*** Records to use Section Begins ***

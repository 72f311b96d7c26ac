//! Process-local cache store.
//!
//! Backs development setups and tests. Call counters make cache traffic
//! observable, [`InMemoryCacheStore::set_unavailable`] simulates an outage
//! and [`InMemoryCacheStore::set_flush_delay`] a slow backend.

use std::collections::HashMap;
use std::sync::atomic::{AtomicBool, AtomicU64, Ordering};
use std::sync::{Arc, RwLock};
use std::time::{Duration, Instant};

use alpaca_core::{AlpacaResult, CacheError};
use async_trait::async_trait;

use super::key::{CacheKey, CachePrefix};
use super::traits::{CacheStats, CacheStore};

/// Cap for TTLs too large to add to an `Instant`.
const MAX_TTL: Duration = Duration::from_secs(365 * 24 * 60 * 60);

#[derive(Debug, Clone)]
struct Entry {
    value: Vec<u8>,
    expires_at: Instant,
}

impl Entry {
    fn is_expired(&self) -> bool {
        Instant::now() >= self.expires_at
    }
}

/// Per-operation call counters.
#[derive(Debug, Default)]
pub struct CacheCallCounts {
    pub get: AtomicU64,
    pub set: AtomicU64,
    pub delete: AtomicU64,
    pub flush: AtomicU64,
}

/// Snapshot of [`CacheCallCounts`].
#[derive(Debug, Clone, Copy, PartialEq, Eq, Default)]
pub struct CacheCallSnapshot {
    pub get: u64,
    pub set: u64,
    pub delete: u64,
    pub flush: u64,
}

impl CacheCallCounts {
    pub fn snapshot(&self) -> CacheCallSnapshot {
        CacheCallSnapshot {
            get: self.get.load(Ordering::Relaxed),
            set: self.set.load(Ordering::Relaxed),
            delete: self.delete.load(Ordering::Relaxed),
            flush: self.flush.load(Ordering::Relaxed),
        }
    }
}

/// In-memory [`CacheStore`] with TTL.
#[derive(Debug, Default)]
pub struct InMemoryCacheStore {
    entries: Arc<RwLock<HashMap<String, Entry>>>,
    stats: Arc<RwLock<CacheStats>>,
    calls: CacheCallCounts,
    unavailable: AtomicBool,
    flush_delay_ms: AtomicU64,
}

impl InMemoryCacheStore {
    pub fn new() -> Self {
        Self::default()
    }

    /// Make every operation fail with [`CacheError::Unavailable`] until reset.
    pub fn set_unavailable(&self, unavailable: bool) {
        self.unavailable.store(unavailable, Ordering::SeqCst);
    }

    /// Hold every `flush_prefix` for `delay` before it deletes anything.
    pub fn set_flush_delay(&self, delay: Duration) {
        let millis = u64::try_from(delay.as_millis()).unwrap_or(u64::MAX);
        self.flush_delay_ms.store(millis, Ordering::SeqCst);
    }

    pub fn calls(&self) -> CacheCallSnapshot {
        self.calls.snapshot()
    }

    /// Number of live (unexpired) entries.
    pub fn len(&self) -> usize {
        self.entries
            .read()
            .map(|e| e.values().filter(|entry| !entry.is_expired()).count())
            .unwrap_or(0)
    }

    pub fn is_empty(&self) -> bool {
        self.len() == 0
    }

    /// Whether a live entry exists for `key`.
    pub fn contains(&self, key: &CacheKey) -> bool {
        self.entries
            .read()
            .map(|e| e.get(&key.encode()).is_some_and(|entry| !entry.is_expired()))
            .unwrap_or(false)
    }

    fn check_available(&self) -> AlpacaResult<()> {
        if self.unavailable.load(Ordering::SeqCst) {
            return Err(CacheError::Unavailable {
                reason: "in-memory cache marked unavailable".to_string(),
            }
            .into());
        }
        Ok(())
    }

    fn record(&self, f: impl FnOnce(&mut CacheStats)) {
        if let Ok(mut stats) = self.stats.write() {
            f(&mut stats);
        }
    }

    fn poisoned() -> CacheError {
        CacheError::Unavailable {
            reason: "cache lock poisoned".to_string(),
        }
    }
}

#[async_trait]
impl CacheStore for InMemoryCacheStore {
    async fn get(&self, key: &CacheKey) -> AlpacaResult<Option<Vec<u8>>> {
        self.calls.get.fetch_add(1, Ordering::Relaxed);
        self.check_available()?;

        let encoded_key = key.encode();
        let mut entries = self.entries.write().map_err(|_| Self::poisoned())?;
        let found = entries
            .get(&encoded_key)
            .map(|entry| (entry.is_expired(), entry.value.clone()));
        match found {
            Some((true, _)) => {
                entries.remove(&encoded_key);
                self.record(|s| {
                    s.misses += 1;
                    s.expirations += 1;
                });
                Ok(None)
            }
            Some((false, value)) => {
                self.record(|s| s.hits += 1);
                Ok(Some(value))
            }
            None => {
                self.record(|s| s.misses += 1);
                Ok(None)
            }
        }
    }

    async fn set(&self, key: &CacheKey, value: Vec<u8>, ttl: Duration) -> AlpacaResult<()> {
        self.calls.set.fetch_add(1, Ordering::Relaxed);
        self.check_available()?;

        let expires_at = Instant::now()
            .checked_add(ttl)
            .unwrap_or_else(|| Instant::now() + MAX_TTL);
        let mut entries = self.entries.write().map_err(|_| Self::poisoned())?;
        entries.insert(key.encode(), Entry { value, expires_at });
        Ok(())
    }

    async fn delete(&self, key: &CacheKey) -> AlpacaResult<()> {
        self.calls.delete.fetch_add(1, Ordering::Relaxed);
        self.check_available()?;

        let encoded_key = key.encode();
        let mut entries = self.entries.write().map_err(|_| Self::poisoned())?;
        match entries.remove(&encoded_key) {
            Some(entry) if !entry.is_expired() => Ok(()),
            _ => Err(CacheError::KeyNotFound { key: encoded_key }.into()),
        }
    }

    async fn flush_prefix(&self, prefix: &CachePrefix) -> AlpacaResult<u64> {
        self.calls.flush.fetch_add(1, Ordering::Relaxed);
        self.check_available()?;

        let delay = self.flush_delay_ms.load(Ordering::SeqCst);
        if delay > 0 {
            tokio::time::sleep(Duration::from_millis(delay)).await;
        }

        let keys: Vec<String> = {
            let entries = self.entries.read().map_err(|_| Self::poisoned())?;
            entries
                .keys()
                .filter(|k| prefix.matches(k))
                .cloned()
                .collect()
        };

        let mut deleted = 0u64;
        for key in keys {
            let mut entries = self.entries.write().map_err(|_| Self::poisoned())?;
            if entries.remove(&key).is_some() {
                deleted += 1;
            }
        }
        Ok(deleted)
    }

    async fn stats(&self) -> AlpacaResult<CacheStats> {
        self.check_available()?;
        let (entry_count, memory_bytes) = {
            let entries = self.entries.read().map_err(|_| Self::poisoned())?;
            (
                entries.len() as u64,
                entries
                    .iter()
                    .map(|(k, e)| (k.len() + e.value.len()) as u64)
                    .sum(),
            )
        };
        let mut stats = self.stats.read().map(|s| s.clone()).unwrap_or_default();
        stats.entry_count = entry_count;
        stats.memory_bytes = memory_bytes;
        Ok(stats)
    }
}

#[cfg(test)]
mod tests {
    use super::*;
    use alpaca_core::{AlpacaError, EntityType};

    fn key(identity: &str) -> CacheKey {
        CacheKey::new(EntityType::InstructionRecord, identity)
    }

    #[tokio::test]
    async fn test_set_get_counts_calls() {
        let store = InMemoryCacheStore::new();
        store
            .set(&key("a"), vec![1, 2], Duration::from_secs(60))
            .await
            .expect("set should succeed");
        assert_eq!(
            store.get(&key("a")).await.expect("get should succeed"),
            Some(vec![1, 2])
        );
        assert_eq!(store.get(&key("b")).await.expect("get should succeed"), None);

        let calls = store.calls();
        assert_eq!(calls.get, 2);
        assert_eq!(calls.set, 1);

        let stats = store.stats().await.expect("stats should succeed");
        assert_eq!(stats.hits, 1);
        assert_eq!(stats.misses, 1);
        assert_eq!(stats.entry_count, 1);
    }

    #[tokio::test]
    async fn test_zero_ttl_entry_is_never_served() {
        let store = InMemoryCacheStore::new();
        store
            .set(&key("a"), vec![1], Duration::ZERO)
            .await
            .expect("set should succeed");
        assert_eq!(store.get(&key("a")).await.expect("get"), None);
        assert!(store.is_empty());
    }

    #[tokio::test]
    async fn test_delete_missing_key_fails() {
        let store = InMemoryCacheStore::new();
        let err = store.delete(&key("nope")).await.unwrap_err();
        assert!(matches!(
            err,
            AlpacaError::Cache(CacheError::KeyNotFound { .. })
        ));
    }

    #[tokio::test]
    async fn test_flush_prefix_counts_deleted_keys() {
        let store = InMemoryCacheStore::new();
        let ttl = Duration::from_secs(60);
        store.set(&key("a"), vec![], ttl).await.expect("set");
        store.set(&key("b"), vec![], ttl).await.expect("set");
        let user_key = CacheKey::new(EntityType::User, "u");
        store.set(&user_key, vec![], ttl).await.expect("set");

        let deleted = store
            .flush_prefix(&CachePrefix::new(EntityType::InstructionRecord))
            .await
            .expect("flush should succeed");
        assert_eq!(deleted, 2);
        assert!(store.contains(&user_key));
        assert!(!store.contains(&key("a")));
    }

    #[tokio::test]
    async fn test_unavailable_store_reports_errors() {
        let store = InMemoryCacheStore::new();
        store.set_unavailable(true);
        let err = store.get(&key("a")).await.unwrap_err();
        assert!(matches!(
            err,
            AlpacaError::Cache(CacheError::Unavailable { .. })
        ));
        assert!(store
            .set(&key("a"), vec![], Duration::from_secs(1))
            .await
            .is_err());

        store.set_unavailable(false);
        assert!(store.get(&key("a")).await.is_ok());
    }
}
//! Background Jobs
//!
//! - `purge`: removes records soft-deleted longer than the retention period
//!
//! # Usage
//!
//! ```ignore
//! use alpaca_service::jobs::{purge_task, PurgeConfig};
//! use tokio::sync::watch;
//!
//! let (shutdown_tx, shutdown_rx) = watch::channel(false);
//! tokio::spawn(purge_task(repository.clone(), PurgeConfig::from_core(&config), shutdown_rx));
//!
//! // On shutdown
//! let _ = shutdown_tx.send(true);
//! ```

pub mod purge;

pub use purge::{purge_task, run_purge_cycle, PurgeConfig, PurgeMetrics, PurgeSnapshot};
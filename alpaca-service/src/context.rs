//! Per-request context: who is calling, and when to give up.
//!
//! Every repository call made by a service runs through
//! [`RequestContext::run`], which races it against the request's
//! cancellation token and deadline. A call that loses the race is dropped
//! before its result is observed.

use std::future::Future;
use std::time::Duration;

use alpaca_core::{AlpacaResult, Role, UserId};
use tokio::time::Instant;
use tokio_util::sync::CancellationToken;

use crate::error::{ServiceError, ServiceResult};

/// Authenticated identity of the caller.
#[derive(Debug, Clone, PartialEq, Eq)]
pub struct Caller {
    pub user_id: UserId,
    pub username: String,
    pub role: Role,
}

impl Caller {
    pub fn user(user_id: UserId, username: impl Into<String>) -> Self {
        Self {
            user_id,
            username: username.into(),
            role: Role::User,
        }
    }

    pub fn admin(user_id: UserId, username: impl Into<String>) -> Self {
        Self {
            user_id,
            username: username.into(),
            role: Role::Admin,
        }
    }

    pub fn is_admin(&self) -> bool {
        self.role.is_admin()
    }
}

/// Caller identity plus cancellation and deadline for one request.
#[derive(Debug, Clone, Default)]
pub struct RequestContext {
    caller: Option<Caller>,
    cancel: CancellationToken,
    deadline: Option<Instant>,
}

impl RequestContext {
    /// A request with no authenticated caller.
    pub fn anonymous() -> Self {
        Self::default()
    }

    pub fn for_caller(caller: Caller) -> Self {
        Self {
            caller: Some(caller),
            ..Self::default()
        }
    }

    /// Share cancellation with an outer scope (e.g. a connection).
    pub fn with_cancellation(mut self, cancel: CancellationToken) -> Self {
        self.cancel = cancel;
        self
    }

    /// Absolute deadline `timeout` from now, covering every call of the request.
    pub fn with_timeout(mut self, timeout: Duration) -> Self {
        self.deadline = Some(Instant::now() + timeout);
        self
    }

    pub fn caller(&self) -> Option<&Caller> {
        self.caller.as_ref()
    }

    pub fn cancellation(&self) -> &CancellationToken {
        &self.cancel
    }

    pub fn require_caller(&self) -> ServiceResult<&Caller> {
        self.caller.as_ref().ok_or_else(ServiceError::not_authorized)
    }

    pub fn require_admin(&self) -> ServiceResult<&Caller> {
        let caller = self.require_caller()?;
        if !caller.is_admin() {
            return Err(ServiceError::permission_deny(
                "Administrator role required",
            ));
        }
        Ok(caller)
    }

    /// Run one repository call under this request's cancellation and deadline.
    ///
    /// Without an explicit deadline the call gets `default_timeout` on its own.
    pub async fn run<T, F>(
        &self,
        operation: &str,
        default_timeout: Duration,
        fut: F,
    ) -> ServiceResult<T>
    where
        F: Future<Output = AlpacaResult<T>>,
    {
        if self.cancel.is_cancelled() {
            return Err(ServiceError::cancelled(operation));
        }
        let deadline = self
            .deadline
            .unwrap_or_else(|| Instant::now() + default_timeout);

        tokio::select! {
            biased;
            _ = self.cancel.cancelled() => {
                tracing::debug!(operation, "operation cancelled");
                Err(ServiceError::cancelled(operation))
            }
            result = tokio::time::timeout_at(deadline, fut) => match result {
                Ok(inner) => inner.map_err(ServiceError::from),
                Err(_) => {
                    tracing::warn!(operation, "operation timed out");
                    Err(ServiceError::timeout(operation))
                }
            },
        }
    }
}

*** Records to use Section Ends ***

**What the task asks:**
When a line of the records includes "AtomicBool", that line belongs in the answer.

**Your response:**
use std::sync::atomic::{AtomicBool, AtomicU64, Ordering};
    unavailable: AtomicBool,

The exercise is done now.